Guigó Roderic, Flicek Paul, Abril Josep F, Reymond Alexandre, Lagarde Julien, Denoeud France, Antonarakis Stylianos, Ashburner Michael, Bajic Vladimir B, Birney Ewan, Castelo Robert, Eyras Eduardo, Ucla Catherine, Gingeras Thomas R, Harrow Jennifer, Hubbard Tim, Lewis Suzanna E, Reese Martin G
Centre de Regulació Genòmica, Institut Municipal d'Investigació Mèdica-Universitat Pompeu Fabra, E08003 Barcelona, Catalonia, Spain.
Genome Biol. 2006;7 Suppl 1(Suppl 1):S2.1-31. doi: 10.1186/gb-2006-7-s1-s2. Epub 2006 Aug 7.
We present the results of EGASP, a community experiment to assess the state-of-the-art in genome annotation within the ENCODE regions, which span 1% of the human genome sequence. The experiment had two major goals: the assessment of the accuracy of computational methods to predict protein coding genes; and the overall assessment of the completeness of the current human genome annotations as represented in the ENCODE regions. For the computational prediction assessment, eighteen groups contributed gene predictions. We evaluated these submissions against each other based on a 'reference set' of annotations generated as part of the GENCODE project. These annotations were not available to the prediction groups prior to the submission deadline, so that their predictions were blind and an external advisory committee could perform a fair assessment.
The best methods had at least one gene transcript correctly predicted for close to 70% of the annotated genes. Nevertheless, the multiple transcript accuracy, taking into account alternative splicing, reached only approximately 40% to 50% accuracy.
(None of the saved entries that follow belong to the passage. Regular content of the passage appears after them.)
impl Default for OptionsConfig {
    fn default() -> Self {
        Self {
            search_value: String::new(),
            include_recent_reports: false,
            include_personal_details: false,
            include_multiple_participant_reports: false,
            show_empty_reports: false,
            max_recent_reports: 0,
            exclude_chat_rooms: false,
            exclude_logins: Vec::new(),
            selected_logins: Vec::new(),
            active_report_id: None,
            sort_key: ReportSortKey::default(),
            sort_personal_details_alphabetically: true,
            prioritize_pinned_reports: false,
            prioritize_iou_debts: false,
            prioritize_draft_reports: false,
            prioritize_default_rooms_in_search: false,
            show_chat_preview_line: false,
            force_policy_name_preview: false,
            hide_read_reports: false,
            sort_by_search_rank: false,
        }
    }
}

/// Categorized pipeline output
#[derive(Debug, Default, serde::Serialize)]
pub struct OptionsResult {
    pub recent_reports: Vec<OptionItem>,
    pub personal_details: Vec<OptionItem>,
    pub user_to_invite: Option<OptionItem>,
}

impl OptionsResult {
    /// Serialize for the rendering layer
    pub fn to_json(&self) -> serde_json::Result<String> {
        serde_json::to_string(self)
    }
}

/// Pipeline orchestrator holding the per-process collaborators
pub struct OptionPipeline {
    localizer: Localizer,
    icons: Box<dyn IconResolver>,
    matcher: SearchMatcher,
}

impl OptionPipeline {
    pub fn new(localizer: Localizer, icons: Box<dyn IconResolver>) -> Result<Self> {
        Ok(Self {
            localizer,
            icons,
            matcher: SearchMatcher::new()?,
        })
    }

    /// Pipeline with the built-in locale table and icon resolver
    pub fn with_defaults() -> Result<Self> {
        Self::new(Localizer::default(), Box::new(DefaultIconResolver))
    }

    /// Derive the categorized option lists for one configuration
    pub fn get_options(&self, snapshot: &Snapshot, config: &OptionsConfig) -> OptionsResult {
        let started = Instant::now();
        let query = config.search_value.trim();
        let query_lower = query.to_lowercase();

        // Ordering: primary sort, then archived rooms stably to the end
        let mut ordered: Vec<&Report> = snapshot.reports.values().collect();
        ordering::sort_reports(&mut ordered, config.sort_key);
        let ordered = ordering::archived_rooms_last(ordered);

        let builder = OptionBuilder::new(snapshot, &self.localizer, self.icons.as_ref());
        let build_opts = BuildOptions {
            show_chat_preview_line: config.show_chat_preview_line,
            force_policy_name_preview: config.force_policy_name_preview,
        };

        // Per-report filter; survivors become candidates, and surviving
        // single-login direct reports are indexed for cross-referencing
        // with standalone personal details. The first report in sorted
        // order wins a contested login.
        let mut report_for_login: AHashMap<String, &Report> = AHashMap::new();
        let mut recent_candidates: Vec<OptionItem> = Vec::new();

        for report in ordered {
            if report.report_id.is_none() {
                continue;
            }
            if report.participants.is_empty() && !report.is_room_like() {
                continue;
            }

            let is_active = config.active_report_id == report.report_id;
            let has_iou_debt = snapshot.report_has_iou_debt(report);
            let hidden_when_empty = !config.show_empty_reports
                && !report.has_messages()
                && !(report.is_freshly_created
                    && (report.is_default_room() || report.is_policy_expense_chat()));
            let hidden_when_read = config.hide_read_reports && !report.is_unread;
            if !is_active
                && !report.is_pinned
                && !report.has_draft
                && !has_iou_debt
                && (hidden_when_empty || hidden_when_read)
            {
                continue;
            }

            if report.is_chat_room() && config.exclude_chat_rooms {
                continue;
            }

            if report.is_default_room() && !snapshot.can_use(Beta::DefaultRooms) {
                let free_workspace = snapshot.policy_for(report).is_some_and(Policy::is_free_plan);
                if !free_workspace && !snapshot.has_staff_participant(report) {
                    continue;
                }
            }
            if report.is_user_created_policy_room() && !snapshot.can_use(Beta::PolicyRooms) {
                continue;
            }
            if report.is_policy_expense_chat() && !snapshot.can_use(Beta::PolicyExpenseChat) {
                continue;
            }

            if report.participants.len() == 1 && !report.is_room_like() {
                let login = &report.participants[0];
                report_for_login.entry(login.clone()).or_insert(report);
            }
            recent_candidates.push(builder.build(&report.participants, Some(report), &build_opts));
        }
        tracing::trace!(candidates = recent_candidates.len(), "built report candidates");

        // Every known personal detail becomes a candidate, cross-referencing
        // any surviving single-login report
        let mut detail_candidates: Vec<OptionItem> = snapshot
            .personal_details
            .values()
            .map(|detail| {
                let report = report_for_login.get(detail.login.as_str()).copied();
                builder.build(&[detail.login.clone()], report, &build_opts)
            })
            .collect();
        if config.sort_personal_details_alphabetically {
            ordering::sort_options_by_text(&mut detail_candidates);
        } else {
            detail_candidates.sort_by(|a, b| a.login.cmp(&b.login));
        }

        // Exclusion set: selected logins, the current user, caller excludes
        let mut excluded: AHashSet<String> = AHashSet::new();
        excluded.insert(snapshot.current_user_login.to_lowercase());
        for login in config.selected_logins.iter().chain(&config.exclude_logins) {
            excluded.insert(login.to_lowercase());
        }

        // Recent-report selection and prioritization bucketing
        let mut plain: Vec<OptionItem> = Vec::new();
        let mut pinned: Vec<OptionItem> = Vec::new();
        let mut iou_debts: Vec<OptionItem> = Vec::new();
        let mut drafts: Vec<OptionItem> = Vec::new();

        if config.include_recent_reports {
            for option in recent_candidates {
                // Cap counts plain entries; prioritized buckets ride along
                if config.max_recent_reports > 0 && plain.len() == config.max_recent_reports {
                    break;
                }
                if !config.include_multiple_participant_reports && option.login.is_none() {
                    continue;
                }
                if let Some(login) = &option.login {
                    if excluded.contains(&login.to_lowercase()) {
                        continue;
                    }
                }
                if !query.is_empty() {
                    let names = participant_name_set(&option.participants);
                    if !self.matcher.is_match(
                        query,
                        &option.search_text,
                        &names,
                        option.is_room_like(),
                    ) {
                        continue;
                    }
                }

                let accepted_login = option.login.clone();
                if config.prioritize_pinned_reports
                    && option.is_pinned
                    && !(option.is_default_room && option.is_archived_room)
                {
                    pinned.push(option);
                } else if config.prioritize_iou_debts && option.has_iou_debt() {
                    iou_debts.push(option);
                } else if config.prioritize_draft_reports && option.has_draft {
                    drafts.push(option);
                } else {
                    plain.push(option);
                }
                // Personal details must not duplicate an accepted report
                if let Some(login) = accepted_login {
                    excluded.insert(login.to_lowercase());
                }
            }
        }

        // Recombination: pinned (alpha), IOU debts (amount desc), drafts
        // (alpha), then plain recents
        ordering::sort_options_by_text(&mut pinned);
        iou_debts.sort_by(|a, b| b.iou_report_amount.cmp(&a.iou_report_amount));
        ordering::sort_options_by_text(&mut drafts);

        let mut recent_reports =
            Vec::with_capacity(pinned.len() + iou_debts.len() + drafts.len() + plain.len());
        recent_reports.extend(pinned);
        recent_reports.extend(iou_debts);
        recent_reports.extend(drafts);
        recent_reports.extend(plain);

        if config.prioritize_default_rooms_in_search && !query.is_empty() {
            recent_reports = ordering::rooms_first(recent_reports);
        }

        // Personal-details selection
        let mut personal_details: Vec<OptionItem> = Vec::new();
        if config.include_personal_details {
            for option in detail_candidates {
                let Some(login) = option.login.clone() else {
                    continue;
                };
                if excluded.contains(&login.to_lowercase()) {
                    continue;
                }
                if !query.is_empty() {
                    let names = participant_name_set(&option.participants);
                    if !self
                        .matcher
                        .is_match(query, &option.search_text, &names, false)
                    {
                        continue;
                    }
                }
                personal_details.push(option);
            }
        }

        // Invite synthesis
        let user_to_invite = self.build_user_to_invite(
            snapshot,
            config,
            query,
            &query_lower,
            &recent_reports,
            &personal_details,
            &excluded,
            &builder,
            &build_opts,
        );

        // Search-mode merge: fold personal details into recents and order
        // by match rank
        if config.sort_by_search_rank && !query.is_empty() {
            recent_reports.append(&mut personal_details);
            recent_reports.sort_by_key(|option| search_rank(option, &query_lower));
        }

        tracing::debug!(
            recent = recent_reports.len(),
            details = personal_details.len(),
            invite = user_to_invite.is_some(),
            elapsed_ms = started.elapsed().as_millis() as u64,
            "derived options"
        );

        OptionsResult {
            recent_reports,
            personal_details,
            user_to_invite,
        }
    }

    #[allow(clippy::too_many_arguments)]
    fn build_user_to_invite(
        &self,
        snapshot: &Snapshot,
        config: &OptionsConfig,
        query: &str,
        query_lower: &str,
        recent_reports: &[OptionItem],
        personal_details: &[OptionItem],
        excluded: &AHashSet<String>,
        builder: &OptionBuilder<'_>,
        build_opts: &BuildOptions,
    ) -> Option<OptionItem> {
        if query.is_empty() {
            return None;
        }

        let no_results = recent_reports.is_empty() && personal_details.is_empty();
        let exact_match = recent_reports
            .iter()
            .chain(personal_details.iter())
            .any(|option| {
                option
                    .login
                    .as_deref()
                    .is_some_and(|login| login.to_lowercase() == query_lower)
            });
        if !no_results && exact_match {
            return None;
        }

        if query_lower == snapshot.current_user_login.to_lowercase() {
            return None;
        }
        if config
            .selected_logins
            .iter()
            .any(|login| login.to_lowercase() == query_lower)
        {
            return None;
        }
        if !self.matcher.is_valid_email(query) && !self.matcher.is_valid_phone(query) {
            return None;
        }

        let login = normalize_login(query, snapshot.country_code, &self.matcher);
        if excluded.contains(&login.to_lowercase()) {
            return None;
        }
        if query_lower == ASSISTANT_LOGIN && !snapshot.can_use(Beta::AssistantChat) {
            return None;
        }

        Some(builder.build(&[login], None, build_opts))
    }
}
At the coding nucleotide level, the best programs reached an accuracy of 90% in both sensitivity and specificity. Programs relying on mRNA and protein sequences were the most accurate in reproducing the manually curated annotations. Experimental validation shows that only a very small percentage (3.2%) of the selected 221 computationally predicted exons outside of the existing annotation could be verified.
This is the first such experiment in human DNA, and we have followed the standards established in a similar experiment, GASP1, in Drosophila melanogaster. We believe the results presented here contribute to the value of ongoing large-scale annotation projects and should guide further experimental methods when being scaled up to the entire human genome sequence.
我们展示了ENCODE基因组注释评估项目(EGASP)的结果,这是一项旨在评估人类基因组序列1%的ENCODE区域内基因组注释技术现状的社区实验。该实验有两个主要目标:评估预测蛋白质编码基因的计算方法的准确性;以及全面评估ENCODE区域所代表的当前人类基因组注释的完整性。对于计算预测评估,有18个团队提交了基因预测结果。我们根据作为GENCODE项目一部分生成的注释“参考集”对这些提交结果进行了相互评估。这些注释在提交截止日期之前对预测团队不可用,因此他们的预测是盲测,并且一个外部咨询委员会可以进行公平评估。
最佳方法对近70%的注释基因至少正确预测了一个基因转录本。然而,考虑到可变剪接,多个转录本的准确率仅达到约40%至50%。在编码核苷酸水平上,最佳程序在敏感性和特异性方面均达到了90%的准确率。依赖mRNA和蛋白质序列的程序在重现人工编辑注释方面最为准确。实验验证表明,在现有注释之外选择的221个计算预测外显子中,只有非常小的比例(3.2%)能够得到验证。
这是人类DNA领域的首次此类实验,我们遵循了在果蝇中进行的类似实验GASP1所确立的标准。我们相信这里展示的结果有助于正在进行的大规模注释项目的价值提升,并且在扩大到整个人类基因组序列时应指导进一步的实验方法。